* **Your task**: Your reply should be one number: how many lines of the material contain the word "PartialEq".
►
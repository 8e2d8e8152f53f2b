//! Flattening the graph into search records.

use std::collections::HashMap;

use dg_graph::DocsGraph;
use serde::{Deserialize, Serialize};

/// One searchable unit: a page section, or a whole page without headings.
#[derive(Debug, Clone, PartialEq, Eq, Serialize, Deserialize)]
#[serde(rename_all = "camelCase")]
pub struct SearchRecord {
    pub id: u32,
    pub title: String,
    /// Breadcrumb shown under the title.
    pub section: String,
    pub section_id: String,
    pub section_icon: String,
    /// Route path of the page.
    pub url: String,
    /// Heading id, empty for whole-page records.
    pub anchor: String,
    pub text: String,
}

/// Build records for every page, ids starting at 1.
///
/// Pages with search sections produce one record per section. Pages without
/// sections produce a single record from their plain text, or nothing when
/// that is empty too. Text is cut to `max_text_length` characters.
#[must_use]
pub fn build_records(graph: &DocsGraph, max_text_length: usize) -> Vec<SearchRecord> {
    let icons: HashMap<&str, &str> = graph
        .sections
        .iter()
        .map(|s| (s.id.as_str(), s.icon.as_str()))
        .collect();

    let mut records = Vec::new();
    let mut next_id = 1;
    let mut push = |record: SearchRecord| {
        records.push(SearchRecord {
            id: next_id,
            ..record
        });
        next_id += 1;
    };

    for doc in &graph.docs {
        let section_icon = icons
            .get(doc.section_id.as_str())
            .copied()
            .unwrap_or_default()
            .to_owned();

        if doc.search_sections.is_empty() {
            if doc.plain_text.is_empty() {
                continue;
            }
            push(SearchRecord {
                id: 0,
                title: doc.title.clone(),
                section: doc.section_title.clone(),
                section_id: doc.section_id.clone(),
                section_icon,
                url: doc.route_path.clone(),
                anchor: String::new(),
                text: truncate_chars(&doc.plain_text, max_text_length),
            });
            continue;
        }

        for section in &doc.search_sections {
            let title = if section.heading.is_empty() {
                doc.title.clone()
            } else {
                section.heading.clone()
            };
            push(SearchRecord {
                id: 0,
                title,
                section: format!("{} › {}", doc.section_title, doc.title),
                section_id: doc.section_id.clone(),
                section_icon: section_icon.clone(),
                url: doc.route_path.clone(),
                anchor: section.anchor.clone(),
                text: truncate_chars(&section.text, max_text_length),
            });
        }
    }

    records
}

fn truncate_chars(text: &str, max: usize) -> String {
    match text.char_indices().nth(max) {
        Some((idx, _)) => text[..idx].to_owned(),
        None => text.to_owned(),
    }
}
//! Markdown structure extraction for docsgraph.
//!
//! Parses a single document body (frontmatter already removed) with
//! `pulldown-cmark` and extracts what the docs graph needs:
//!
//! - **Headings** with GitHub-style anchors, unique per document
//! - **Search sections**: text between consecutive headings
//! - **Plain text** of the whole document
//! - **References**: internal markdown links and local images
//!
//! The [`href`] module classifies and resolves link targets; [`slugify`]
//! produces URL-safe path segments.
//!
//! # Example
//!
//! ```
//! use dg_markdown::extract;
//!
//! let result = extract("# Guide\n\n## Install\n\nSee [usage](usage.md).").unwrap();
//! assert_eq!(result.primary_title.as_deref(), Some("Guide"));
//! assert_eq!(result.headings[0].id, "install");
//! assert_eq!(result.links[0].target_path, "usage.md");
//! ```

mod extract;
pub mod href;
mod slug;

pub use extract::{Extraction, SearchSection, TocHeading, extract, parser_options};
pub use href::{HrefError, ParsedHref};
pub use slug::{HeadingSlugger, heading_slug, slugify};

/// Error extracting structure from a document.
#[derive(Debug, Clone, PartialEq, Eq, thiserror::Error)]
pub enum ExtractError {
    #[error("Duplicate heading id '{id}'")]
    DuplicateHeadingId { id: String },
}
◄
* **Written solution**: 2